### Raw data

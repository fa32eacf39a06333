//! AWS runtime side of the tanda backend.
//!
//! Storage and messaging sit behind the synchronous traits in [`adapters`],
//! with AWS SDK and in-memory implementations. [`handlers`] holds the HTTP
//! resources, the authorizer, the scheduled backup and the restore service;
//! the binaries under `src/bin` wire them to the Lambda runtime and the CLI.

pub mod adapters;
pub mod auth;
pub mod config;
pub mod context;
pub mod handlers;
pub mod http;
pub mod logging;
pub mod repository;
//! Per-message result sinks.
//!
//! Every queued message is paired with one [`Collector`]. Responses are
//! delivered to collectors strictly in queue order: zero or more records
//! followed by exactly one terminal signal (success, failure or ignored).

use std::collections::BTreeMap;
use std::sync::{Arc, Mutex, PoisonError};

use boltwire_core::{ServerError, Value};

/// Receives the response stream of one request.
///
/// All methods default to doing nothing.
pub trait Collector: Send {
    /// A record belonging to this request's result.
    fn on_record(&mut self, _fields: &[Value]) {}

    /// The request completed; `metadata` is the summary the server sent.
    fn on_success(&mut self, _metadata: &BTreeMap<String, Value>) {}

    /// The server rejected the request.
    fn on_failure(&mut self, _error: &ServerError) {}

    /// The server skipped the request because an earlier one failed.
    fn on_ignored(&mut self) {}
}

/// Collector for requests whose result is discarded.
#[derive(Debug, Clone, Copy, Default)]
pub struct NoOpCollector;

impl Collector for NoOpCollector {}

/// Shared handle: lets callers keep access to a collector the connection
/// owns until its response arrives.
impl<C: Collector> Collector for Arc<Mutex<C>> {
    fn on_record(&mut self, fields: &[Value]) {
        self.lock()
            .unwrap_or_else(PoisonError::into_inner)
            .on_record(fields);
    }

    fn on_success(&mut self, metadata: &BTreeMap<String, Value>) {
        self.lock()
            .unwrap_or_else(PoisonError::into_inner)
            .on_success(metadata);
    }

    fn on_failure(&mut self, error: &ServerError) {
        self.lock()
            .unwrap_or_else(PoisonError::into_inner)
            .on_failure(error);
    }

    fn on_ignored(&mut self) {
        self.lock()
            .unwrap_or_else(PoisonError::into_inner)
            .on_ignored();
    }
}

/// Terminal state of a [`RecordCollector`].
#[derive(Debug, Clone, PartialEq)]
pub enum Outcome {
    /// No terminal response yet
    Pending,
    Success(BTreeMap<String, Value>),
    Failure(ServerError),
    Ignored,
}

/// Collector that keeps everything it receives.
#[derive(Debug, Clone)]
pub struct RecordCollector {
    records: Vec<Vec<Value>>,
    outcome: Outcome,
}

impl Default for RecordCollector {
    fn default() -> Self {
        Self {
            records: Vec::new(),
            outcome: Outcome::Pending,
        }
    }
}

impl RecordCollector {
    pub fn new() -> Self {
        Self::default()
    }

    /// Wrap in a shared handle suitable for queueing.
    pub fn shared() -> Arc<Mutex<Self>> {
        Arc::new(Mutex::new(Self::new()))
    }

    pub fn records(&self) -> &[Vec<Value>] {
        &self.records
    }

    pub fn outcome(&self) -> &Outcome {
        &self.outcome
    }

    pub fn is_done(&self) -> bool {
        !matches!(self.outcome, Outcome::Pending)
    }

    /// Summary metadata, if the request succeeded.
    pub fn summary(&self) -> Option<&BTreeMap<String, Value>> {
        match &self.outcome {
            Outcome::Success(metadata) => Some(metadata),
            _ => None,
        }
    }

    /// Field names announced in the RUN summary.
    pub fn keys(&self) -> Vec<String> {
        self.summary()
            .and_then(|m| m.get("fields"))
            .and_then(Value::as_list)
            .map(|fields| {
                fields
                    .iter()
                    .filter_map(|f| f.as_str().map(ToString::to_string))
                    .collect()
            })
            .unwrap_or_default()
    }

    pub fn take_records(&mut self) -> Vec<Vec<Value>> {
        std::mem::take(&mut self.records)
    }
}

impl Collector for RecordCollector {
    fn on_record(&mut self, fields: &[Value]) {
        self.records.push(fields.to_vec());
    }

    fn on_success(&mut self, metadata: &BTreeMap<String, Value>) {
        self.outcome = Outcome::Success(metadata.clone());
    }

    fn on_failure(&mut self, error: &ServerError) {
        self.outcome = Outcome::Failure(error.clone());
    }

    fn on_ignored(&mut self) {
        self.outcome = Outcome::Ignored;
    }
}
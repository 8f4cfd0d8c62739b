//! Core types for boltwire.
//!
//! This crate provides the protocol-independent building blocks shared by
//! every connection implementation:
//!
//! - [`Value`] - dynamically-typed wire values
//! - [`Error`] - connectivity, server and protocol errors
//! - [`Logging`] - logger provider resolved lazily by components
//! - [`Bookmark`], [`AccessMode`], [`DatabaseName`], [`NotificationConfig`] -
//!   transaction configuration
//! - [`messaging`] - request messages and the transaction metadata encoder

pub mod bookmark;
pub mod error;
pub mod logging;
pub mod messaging;
pub mod types;
pub mod value;

pub use bookmark::Bookmark;
pub use error::{
    ConnectionError, ConnectionErrorKind, Error, Result, ServerError, ServerErrorClassification,
};
pub use logging::{Logger, Logging, NoLogging, TracingLogging};
pub use messaging::{
    Message, TransactionConfig, TransactionMetadata, TransactionMetadataBuilder, build_metadata,
};
pub use types::{
    AccessMode, DatabaseName, NotificationClassification, NotificationConfig,
    NotificationSeverity,
};
pub use value::Value;
//! Connection configuration.
//!
//! Provides the parameters for opening a socket connection: address,
//! timeouts, proposed protocol versions and the logging provider.

use std::fmt;
use std::sync::Arc;
use std::time::Duration;

use boltwire_core::{Logging, TracingLogging};

/// Default server port.
pub const DEFAULT_PORT: u16 = 7687;

/// Versions proposed during the handshake when none are configured.
pub const DEFAULT_PROTOCOL_VERSIONS: [u32; 4] = [1, 0, 0, 0];

/// Socket connection configuration.
#[derive(Clone)]
pub struct ConnectionConfig {
    /// Hostname or IP address
    pub host: String,
    /// Port number (default: 7687)
    pub port: u16,
    /// Client identity sent with INIT
    pub user_agent: String,
    /// TCP connect timeout
    pub connect_timeout: Duration,
    /// Read/write timeout on the established socket; `None` blocks forever
    pub network_timeout: Option<Duration>,
    /// Protocol versions proposed during the handshake, in preference order
    pub protocol_versions: [u32; 4],
    /// Logger provider
    pub logging: Arc<dyn Logging>,
    /// Use legacy notification-filter key names in transaction metadata
    pub legacy_notifications: bool,
}

impl fmt::Debug for ConnectionConfig {
    fn fmt(&self, f: &mut fmt::Formatter<'_>) -> fmt::Result {
        f.debug_struct("ConnectionConfig")
            .field("host", &self.host)
            .field("port", &self.port)
            .field("user_agent", &self.user_agent)
            .field("connect_timeout", &self.connect_timeout)
            .field("network_timeout", &self.network_timeout)
            .field("protocol_versions", &self.protocol_versions)
            .field("legacy_notifications", &self.legacy_notifications)
            .finish_non_exhaustive()
    }
}

impl Default for ConnectionConfig {
    fn default() -> Self {
        Self {
            host: "localhost".to_string(),
            port: DEFAULT_PORT,
            user_agent: format!("boltwire/{}", env!("CARGO_PKG_VERSION")),
            connect_timeout: Duration::from_secs(30),
            network_timeout: None,
            protocol_versions: DEFAULT_PROTOCOL_VERSIONS,
            logging: Arc::new(TracingLogging),
            legacy_notifications: true,
        }
    }
}

impl ConnectionConfig {
    /// Create a new configuration with default values.
    pub fn new() -> Self {
        Self::default()
    }

    /// Set the hostname.
    pub fn host(mut self, host: impl Into<String>) -> Self {
        self.host = host.into();
        self
    }

    /// Set the port.
    pub fn port(mut self, port: u16) -> Self {
        self.port = port;
        self
    }

    /// Set the client identity.
    pub fn user_agent(mut self, user_agent: impl Into<String>) -> Self {
        self.user_agent = user_agent.into();
        self
    }

    /// Set the connection timeout.
    pub fn connect_timeout(mut self, timeout: Duration) -> Self {
        self.connect_timeout = timeout;
        self
    }

    /// Set the network read/write timeout.
    pub fn network_timeout(mut self, timeout: Duration) -> Self {
        self.network_timeout = Some(timeout);
        self
    }

    /// Set the proposed protocol versions.
    pub fn protocol_versions(mut self, versions: [u32; 4]) -> Self {
        self.protocol_versions = versions;
        self
    }

    /// Set the logging provider.
    pub fn logging(mut self, logging: Arc<dyn Logging>) -> Self {
        self.logging = logging;
        self
    }

    /// Choose legacy or current notification-filter key names.
    pub fn legacy_notifications(mut self, legacy: bool) -> Self {
        self.legacy_notifications = legacy;
        self
    }

    /// Get the socket address string for connection.
    pub fn socket_addr(&self) -> String {
        format!("{}:{}", self.host, self.port)
    }
}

### Your goal
Write out, exactly and with nothing else, the lines of the listing above from its first line through the line with "holds the HTTP".

### Solution to the exercise
repository fa32eacf39a06333
//! AWS runtime side of the tanda backend.
//!
//! Storage and messaging sit behind the synchronous traits in [`adapters`],
//! with AWS SDK and in-memory implementations. [`handlers`] holds the HTTP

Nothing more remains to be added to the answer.